▶ Try it
Return every line in the entries below where the word "unreachable" shows up.

Top of Extracted information

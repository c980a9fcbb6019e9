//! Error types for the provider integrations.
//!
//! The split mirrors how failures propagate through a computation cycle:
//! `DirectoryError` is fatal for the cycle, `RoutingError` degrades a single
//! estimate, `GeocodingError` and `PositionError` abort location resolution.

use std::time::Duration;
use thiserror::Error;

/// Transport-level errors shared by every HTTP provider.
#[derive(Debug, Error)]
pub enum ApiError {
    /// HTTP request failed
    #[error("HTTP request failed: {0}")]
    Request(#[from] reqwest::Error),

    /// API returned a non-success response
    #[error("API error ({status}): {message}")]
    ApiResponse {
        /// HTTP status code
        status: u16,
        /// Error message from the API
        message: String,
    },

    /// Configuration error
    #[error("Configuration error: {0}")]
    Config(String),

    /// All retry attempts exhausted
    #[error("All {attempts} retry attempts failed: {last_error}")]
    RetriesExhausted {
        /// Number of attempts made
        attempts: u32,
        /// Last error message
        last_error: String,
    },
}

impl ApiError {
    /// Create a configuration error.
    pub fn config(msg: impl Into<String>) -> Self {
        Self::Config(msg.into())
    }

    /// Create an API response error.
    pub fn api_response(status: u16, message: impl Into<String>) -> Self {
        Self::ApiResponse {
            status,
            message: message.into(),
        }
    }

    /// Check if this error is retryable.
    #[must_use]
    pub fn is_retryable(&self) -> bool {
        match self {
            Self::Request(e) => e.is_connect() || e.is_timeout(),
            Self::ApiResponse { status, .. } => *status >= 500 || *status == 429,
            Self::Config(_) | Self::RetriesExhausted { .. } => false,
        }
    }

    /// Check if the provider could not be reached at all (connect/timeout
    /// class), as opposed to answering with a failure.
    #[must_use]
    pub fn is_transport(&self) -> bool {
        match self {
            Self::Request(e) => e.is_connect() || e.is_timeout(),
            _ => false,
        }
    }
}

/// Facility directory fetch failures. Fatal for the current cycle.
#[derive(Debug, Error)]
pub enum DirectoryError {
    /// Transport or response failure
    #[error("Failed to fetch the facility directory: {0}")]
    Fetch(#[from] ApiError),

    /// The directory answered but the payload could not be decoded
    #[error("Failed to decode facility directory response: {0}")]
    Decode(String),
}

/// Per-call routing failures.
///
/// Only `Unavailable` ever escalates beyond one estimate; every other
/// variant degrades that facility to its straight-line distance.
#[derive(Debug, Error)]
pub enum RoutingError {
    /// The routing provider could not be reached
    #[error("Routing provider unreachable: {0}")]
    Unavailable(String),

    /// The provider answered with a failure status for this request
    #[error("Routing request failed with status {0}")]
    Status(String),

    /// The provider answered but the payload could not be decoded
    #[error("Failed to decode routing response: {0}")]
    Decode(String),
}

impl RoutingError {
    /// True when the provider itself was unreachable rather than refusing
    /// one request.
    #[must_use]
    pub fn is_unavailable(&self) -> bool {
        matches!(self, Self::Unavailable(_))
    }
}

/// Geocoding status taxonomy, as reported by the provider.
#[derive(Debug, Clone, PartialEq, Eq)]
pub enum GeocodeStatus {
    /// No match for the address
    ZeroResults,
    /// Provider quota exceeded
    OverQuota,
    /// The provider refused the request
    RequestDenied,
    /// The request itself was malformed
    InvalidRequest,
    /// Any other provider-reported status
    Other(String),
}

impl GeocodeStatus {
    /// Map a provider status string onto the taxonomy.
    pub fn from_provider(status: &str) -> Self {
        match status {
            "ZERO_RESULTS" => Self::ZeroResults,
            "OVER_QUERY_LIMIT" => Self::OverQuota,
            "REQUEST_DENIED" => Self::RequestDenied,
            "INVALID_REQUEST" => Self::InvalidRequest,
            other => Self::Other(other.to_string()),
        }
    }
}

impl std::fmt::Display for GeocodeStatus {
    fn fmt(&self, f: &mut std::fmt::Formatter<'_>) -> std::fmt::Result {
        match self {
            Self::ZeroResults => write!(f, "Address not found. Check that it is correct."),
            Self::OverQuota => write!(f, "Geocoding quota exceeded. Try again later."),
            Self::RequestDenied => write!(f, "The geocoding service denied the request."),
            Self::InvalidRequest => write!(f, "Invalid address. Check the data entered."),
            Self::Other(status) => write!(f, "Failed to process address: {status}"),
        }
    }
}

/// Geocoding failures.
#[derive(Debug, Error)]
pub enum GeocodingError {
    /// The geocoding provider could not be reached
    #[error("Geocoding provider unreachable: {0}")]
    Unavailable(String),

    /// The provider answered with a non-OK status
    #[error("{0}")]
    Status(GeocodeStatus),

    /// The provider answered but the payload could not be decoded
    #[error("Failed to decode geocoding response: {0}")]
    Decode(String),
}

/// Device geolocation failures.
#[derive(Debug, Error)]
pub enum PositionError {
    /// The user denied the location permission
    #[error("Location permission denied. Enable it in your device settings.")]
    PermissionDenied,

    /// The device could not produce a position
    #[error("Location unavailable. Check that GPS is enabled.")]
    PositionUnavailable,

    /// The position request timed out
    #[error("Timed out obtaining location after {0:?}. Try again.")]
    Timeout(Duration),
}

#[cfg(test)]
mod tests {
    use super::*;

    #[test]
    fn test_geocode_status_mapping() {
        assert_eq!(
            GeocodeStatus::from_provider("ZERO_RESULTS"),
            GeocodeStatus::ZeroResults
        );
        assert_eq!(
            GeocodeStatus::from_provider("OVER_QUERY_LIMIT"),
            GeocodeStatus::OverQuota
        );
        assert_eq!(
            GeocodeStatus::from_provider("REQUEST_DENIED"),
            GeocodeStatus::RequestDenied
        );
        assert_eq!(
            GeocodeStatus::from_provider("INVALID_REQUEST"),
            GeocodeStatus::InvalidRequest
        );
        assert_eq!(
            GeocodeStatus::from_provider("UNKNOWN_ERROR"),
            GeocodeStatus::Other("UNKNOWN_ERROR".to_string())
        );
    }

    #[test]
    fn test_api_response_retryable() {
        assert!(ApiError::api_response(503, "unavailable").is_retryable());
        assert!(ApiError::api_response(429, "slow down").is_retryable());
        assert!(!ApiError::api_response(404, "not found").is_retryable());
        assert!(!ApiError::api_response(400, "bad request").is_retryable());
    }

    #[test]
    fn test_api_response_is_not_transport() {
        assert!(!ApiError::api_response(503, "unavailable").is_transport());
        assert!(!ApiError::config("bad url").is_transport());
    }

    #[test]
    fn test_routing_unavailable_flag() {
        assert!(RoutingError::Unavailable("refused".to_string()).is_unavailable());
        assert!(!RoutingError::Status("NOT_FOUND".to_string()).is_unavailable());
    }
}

Bottom of Extracted information

▶ Response to the task
    #[error("Routing provider unreachable: {0}")]
    /// True when the provider itself was unreachable rather than refusing
    #[error("Geocoding provider unreachable: {0}")]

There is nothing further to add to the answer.